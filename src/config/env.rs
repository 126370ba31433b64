//! Environment variable overrides.
//!
//! `PILOT_*` variables win over file values so a single run can be tuned
//! without editing `pilot.toml`.

use crate::error::ConfigError;

use super::Config;

pub(super) const ENV_COMPACT_THRESHOLD: &str = "PILOT_COMPACT_THRESHOLD";
pub(super) const ENV_RETRY_MAX_ATTEMPTS: &str = "PILOT_RETRY_MAX_ATTEMPTS";
pub(super) const ENV_APPROVAL_TIMEOUT_SECS: &str = "PILOT_APPROVAL_TIMEOUT_SECS";

pub(super) fn apply_env_overrides<FEnv>(
    config: &mut Config,
    env_lookup: &FEnv,
) -> Result<(), ConfigError>
where
    FEnv: Fn(&str) -> Option<String>,
{
    if let Some(raw) = env_lookup(ENV_COMPACT_THRESHOLD) {
        config.compaction.threshold_tokens = parse_u64(ENV_COMPACT_THRESHOLD, &raw)?;
    }
    if let Some(raw) = env_lookup(ENV_RETRY_MAX_ATTEMPTS) {
        let attempts = parse_u64(ENV_RETRY_MAX_ATTEMPTS, &raw)?;
        config.retry.max_attempts = u32::try_from(attempts).map_err(|_| {
            ConfigError::Invalid(format!("{ENV_RETRY_MAX_ATTEMPTS} value `{raw}` is too large"))
        })?;
    }
    if let Some(raw) = env_lookup(ENV_APPROVAL_TIMEOUT_SECS) {
        config.approval.timeout_secs = parse_u64(ENV_APPROVAL_TIMEOUT_SECS, &raw)?;
    }
    Ok(())
}

fn parse_u64(name: &str, raw: &str) -> Result<u64, ConfigError> {
    raw.trim().parse::<u64>().map_err(|_| {
        ConfigError::Invalid(format!(
            "invalid {name} value `{raw}`: expected a non-negative integer"
        ))
    })
}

WORK TO BE COMPLETED:
Write the whole of the material out again, exactly.

PROBLEM SOLUTION:
filename src/config/env.rs
repository 126370ba31433b64
//! Environment variable overrides.
//!
//! `PILOT_*` variables win over file values so a single run can be tuned
//! without editing `pilot.toml`.

use crate::error::ConfigError;

use super::Config;

pub(super) const ENV_COMPACT_THRESHOLD: &str = "PILOT_COMPACT_THRESHOLD";
pub(super) const ENV_RETRY_MAX_ATTEMPTS: &str = "PILOT_RETRY_MAX_ATTEMPTS";
pub(super) const ENV_APPROVAL_TIMEOUT_SECS: &str = "PILOT_APPROVAL_TIMEOUT_SECS";

pub(super) fn apply_env_overrides<FEnv>(
    config: &mut Config,
    env_lookup: &FEnv,
) -> Result<(), ConfigError>
where
    FEnv: Fn(&str) -> Option<String>,
{
    if let Some(raw) = env_lookup(ENV_COMPACT_THRESHOLD) {
        config.compaction.threshold_tokens = parse_u64(ENV_COMPACT_THRESHOLD, &raw)?;
    }
    if let Some(raw) = env_lookup(ENV_RETRY_MAX_ATTEMPTS) {
        let attempts = parse_u64(ENV_RETRY_MAX_ATTEMPTS, &raw)?;
        config.retry.max_attempts = u32::try_from(attempts).map_err(|_| {
            ConfigError::Invalid(format!("{ENV_RETRY_MAX_ATTEMPTS} value `{raw}` is too large"))
        })?;
    }
    if let Some(raw) = env_lookup(ENV_APPROVAL_TIMEOUT_SECS) {
        config.approval.timeout_secs = parse_u64(ENV_APPROVAL_TIMEOUT_SECS, &raw)?;
    }
    Ok(())
}

fn parse_u64(name: &str, raw: &str) -> Result<u64, ConfigError> {
    raw.trim().parse::<u64>().map_err(|_| {
        ConfigError::Invalid(format!(
            "invalid {name} value `{raw}`: expected a non-negative integer"
        ))
    })
}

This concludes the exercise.